What the task requires » Line count for the string "sequences" in the records below: report that figure and nothing else.

#### Extracted information

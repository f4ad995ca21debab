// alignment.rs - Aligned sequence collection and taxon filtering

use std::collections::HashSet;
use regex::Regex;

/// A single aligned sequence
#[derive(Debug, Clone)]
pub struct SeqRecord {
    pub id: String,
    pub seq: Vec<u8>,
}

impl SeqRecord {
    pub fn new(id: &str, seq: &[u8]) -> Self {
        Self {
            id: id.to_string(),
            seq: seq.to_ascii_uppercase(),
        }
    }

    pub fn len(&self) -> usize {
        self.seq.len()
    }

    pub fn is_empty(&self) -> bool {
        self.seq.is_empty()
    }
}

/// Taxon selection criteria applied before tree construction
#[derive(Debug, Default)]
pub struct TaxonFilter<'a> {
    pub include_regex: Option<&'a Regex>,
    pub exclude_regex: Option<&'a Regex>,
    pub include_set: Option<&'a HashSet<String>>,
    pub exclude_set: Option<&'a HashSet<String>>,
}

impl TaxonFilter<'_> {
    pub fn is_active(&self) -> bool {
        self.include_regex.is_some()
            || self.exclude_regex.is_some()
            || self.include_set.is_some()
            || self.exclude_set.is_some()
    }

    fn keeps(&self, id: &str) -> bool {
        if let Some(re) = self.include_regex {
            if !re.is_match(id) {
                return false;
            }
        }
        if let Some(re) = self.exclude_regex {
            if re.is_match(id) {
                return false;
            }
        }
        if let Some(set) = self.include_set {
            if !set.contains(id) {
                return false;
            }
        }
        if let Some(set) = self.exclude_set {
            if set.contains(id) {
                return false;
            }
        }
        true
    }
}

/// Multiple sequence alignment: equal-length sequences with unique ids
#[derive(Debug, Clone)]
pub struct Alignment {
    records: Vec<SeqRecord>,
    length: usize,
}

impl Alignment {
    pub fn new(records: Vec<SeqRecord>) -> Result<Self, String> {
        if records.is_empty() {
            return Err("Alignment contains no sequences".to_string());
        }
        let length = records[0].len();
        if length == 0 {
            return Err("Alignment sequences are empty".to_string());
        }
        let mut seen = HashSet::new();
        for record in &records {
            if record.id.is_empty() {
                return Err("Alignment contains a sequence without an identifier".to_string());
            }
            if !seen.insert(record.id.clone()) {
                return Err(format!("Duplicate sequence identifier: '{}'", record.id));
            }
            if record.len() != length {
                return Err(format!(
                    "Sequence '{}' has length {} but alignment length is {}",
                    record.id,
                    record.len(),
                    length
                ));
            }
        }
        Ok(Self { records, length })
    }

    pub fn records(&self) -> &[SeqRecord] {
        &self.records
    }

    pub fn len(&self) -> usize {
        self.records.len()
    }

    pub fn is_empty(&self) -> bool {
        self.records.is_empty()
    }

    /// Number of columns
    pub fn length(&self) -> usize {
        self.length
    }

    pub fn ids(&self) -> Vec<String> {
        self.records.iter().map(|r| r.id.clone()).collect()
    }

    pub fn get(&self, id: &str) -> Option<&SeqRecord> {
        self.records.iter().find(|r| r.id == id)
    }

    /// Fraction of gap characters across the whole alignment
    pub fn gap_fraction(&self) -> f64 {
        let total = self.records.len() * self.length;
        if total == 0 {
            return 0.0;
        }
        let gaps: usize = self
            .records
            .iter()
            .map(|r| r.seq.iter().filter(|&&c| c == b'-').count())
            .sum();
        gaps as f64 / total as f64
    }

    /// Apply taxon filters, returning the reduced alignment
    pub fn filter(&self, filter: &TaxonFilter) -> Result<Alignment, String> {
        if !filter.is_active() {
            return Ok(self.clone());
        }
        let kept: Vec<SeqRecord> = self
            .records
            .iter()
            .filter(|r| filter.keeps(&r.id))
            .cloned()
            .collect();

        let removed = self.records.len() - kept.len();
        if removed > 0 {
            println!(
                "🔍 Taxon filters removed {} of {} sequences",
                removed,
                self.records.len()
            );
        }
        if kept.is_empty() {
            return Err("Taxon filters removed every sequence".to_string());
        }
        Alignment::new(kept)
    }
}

########
#### Extracted information

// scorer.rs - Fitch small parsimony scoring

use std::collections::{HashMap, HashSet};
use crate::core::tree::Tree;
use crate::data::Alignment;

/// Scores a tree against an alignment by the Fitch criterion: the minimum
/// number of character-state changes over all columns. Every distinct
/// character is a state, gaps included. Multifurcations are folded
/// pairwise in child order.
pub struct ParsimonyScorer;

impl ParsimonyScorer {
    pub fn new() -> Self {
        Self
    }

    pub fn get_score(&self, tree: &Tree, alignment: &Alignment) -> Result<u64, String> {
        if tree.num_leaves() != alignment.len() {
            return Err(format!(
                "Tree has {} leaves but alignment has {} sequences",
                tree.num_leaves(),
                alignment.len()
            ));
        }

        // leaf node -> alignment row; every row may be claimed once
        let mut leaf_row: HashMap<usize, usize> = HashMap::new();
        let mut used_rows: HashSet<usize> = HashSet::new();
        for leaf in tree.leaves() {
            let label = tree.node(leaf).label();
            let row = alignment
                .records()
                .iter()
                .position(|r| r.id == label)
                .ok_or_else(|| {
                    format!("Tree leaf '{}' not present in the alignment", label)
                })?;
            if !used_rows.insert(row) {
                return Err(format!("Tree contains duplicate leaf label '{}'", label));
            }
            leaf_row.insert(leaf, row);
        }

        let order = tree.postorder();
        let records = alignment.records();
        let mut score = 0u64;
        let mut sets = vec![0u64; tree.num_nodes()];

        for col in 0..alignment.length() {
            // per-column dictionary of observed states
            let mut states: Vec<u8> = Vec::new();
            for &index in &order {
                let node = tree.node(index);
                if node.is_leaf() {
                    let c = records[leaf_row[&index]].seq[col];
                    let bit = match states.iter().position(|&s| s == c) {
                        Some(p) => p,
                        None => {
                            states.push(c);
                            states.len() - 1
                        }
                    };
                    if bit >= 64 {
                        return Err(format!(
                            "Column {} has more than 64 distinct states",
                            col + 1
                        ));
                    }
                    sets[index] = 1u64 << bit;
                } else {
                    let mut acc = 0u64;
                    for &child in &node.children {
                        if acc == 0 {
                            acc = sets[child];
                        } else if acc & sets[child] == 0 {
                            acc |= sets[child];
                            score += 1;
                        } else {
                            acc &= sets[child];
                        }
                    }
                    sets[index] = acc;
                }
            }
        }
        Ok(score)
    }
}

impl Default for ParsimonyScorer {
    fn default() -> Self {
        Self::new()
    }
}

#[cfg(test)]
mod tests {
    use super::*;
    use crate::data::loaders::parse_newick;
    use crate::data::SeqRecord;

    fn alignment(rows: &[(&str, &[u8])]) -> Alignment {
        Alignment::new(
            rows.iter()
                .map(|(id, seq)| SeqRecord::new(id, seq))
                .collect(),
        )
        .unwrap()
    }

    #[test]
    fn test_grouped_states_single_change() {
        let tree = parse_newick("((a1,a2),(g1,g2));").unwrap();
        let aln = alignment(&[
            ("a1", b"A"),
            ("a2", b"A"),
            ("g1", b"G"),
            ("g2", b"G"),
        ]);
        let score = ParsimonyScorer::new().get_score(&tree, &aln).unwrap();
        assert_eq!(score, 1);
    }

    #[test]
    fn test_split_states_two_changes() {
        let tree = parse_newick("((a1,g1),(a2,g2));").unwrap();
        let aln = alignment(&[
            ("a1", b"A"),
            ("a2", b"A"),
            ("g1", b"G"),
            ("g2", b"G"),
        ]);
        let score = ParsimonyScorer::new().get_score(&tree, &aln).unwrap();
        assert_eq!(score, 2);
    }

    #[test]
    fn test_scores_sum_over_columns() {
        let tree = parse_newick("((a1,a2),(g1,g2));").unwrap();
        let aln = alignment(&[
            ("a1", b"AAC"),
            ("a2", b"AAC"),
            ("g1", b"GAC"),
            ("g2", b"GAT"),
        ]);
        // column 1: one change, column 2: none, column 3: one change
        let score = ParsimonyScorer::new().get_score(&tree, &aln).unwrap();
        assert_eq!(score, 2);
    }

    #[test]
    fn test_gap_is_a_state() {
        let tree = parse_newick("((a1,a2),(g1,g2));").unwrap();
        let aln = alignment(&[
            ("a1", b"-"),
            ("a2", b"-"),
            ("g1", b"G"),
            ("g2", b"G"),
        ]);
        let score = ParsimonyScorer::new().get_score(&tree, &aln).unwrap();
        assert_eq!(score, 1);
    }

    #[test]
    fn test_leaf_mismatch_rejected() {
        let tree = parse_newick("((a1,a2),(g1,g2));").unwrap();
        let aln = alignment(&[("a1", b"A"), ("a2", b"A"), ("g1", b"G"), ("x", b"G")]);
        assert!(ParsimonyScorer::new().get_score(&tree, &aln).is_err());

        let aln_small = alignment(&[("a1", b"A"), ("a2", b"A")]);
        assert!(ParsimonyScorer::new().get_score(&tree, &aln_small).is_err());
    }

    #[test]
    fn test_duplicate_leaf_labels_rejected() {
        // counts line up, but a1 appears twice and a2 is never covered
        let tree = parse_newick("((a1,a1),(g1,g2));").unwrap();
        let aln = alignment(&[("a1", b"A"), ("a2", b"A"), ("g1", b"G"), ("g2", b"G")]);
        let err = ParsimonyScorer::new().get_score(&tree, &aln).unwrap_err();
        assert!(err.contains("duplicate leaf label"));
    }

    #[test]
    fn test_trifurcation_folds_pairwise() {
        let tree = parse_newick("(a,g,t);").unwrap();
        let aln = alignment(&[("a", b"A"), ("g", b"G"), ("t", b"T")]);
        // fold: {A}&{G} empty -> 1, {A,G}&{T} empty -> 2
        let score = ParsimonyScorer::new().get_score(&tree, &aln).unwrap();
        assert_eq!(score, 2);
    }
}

########
#### Extracted information

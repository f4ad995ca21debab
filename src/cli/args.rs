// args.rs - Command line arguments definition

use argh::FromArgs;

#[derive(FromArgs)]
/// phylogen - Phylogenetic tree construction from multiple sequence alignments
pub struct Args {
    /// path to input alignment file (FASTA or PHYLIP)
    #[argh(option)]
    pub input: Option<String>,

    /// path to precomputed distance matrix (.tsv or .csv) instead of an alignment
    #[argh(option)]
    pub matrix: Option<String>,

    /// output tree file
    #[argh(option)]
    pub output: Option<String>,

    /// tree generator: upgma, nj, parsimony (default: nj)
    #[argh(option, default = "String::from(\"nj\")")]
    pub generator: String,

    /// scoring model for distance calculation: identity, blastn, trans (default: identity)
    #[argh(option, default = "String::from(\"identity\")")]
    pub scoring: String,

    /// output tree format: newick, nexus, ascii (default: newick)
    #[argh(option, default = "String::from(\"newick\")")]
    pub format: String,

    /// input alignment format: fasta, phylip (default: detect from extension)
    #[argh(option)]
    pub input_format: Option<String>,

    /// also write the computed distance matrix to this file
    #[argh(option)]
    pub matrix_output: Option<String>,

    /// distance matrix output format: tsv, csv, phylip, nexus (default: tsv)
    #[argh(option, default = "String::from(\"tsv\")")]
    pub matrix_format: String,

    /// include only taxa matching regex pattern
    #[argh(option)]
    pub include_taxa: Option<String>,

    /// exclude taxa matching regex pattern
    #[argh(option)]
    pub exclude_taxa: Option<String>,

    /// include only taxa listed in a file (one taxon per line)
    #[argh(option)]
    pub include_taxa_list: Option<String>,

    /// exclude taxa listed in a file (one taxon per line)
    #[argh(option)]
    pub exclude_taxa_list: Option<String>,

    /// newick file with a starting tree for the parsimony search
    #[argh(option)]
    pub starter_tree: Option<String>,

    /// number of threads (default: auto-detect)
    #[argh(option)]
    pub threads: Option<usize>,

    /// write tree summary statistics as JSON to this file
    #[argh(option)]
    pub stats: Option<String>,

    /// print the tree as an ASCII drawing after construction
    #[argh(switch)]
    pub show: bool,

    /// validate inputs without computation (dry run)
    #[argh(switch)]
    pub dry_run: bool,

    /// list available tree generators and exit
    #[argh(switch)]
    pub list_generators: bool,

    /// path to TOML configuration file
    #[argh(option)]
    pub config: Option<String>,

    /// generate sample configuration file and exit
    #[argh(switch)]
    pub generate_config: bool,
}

########

Exercise response » 5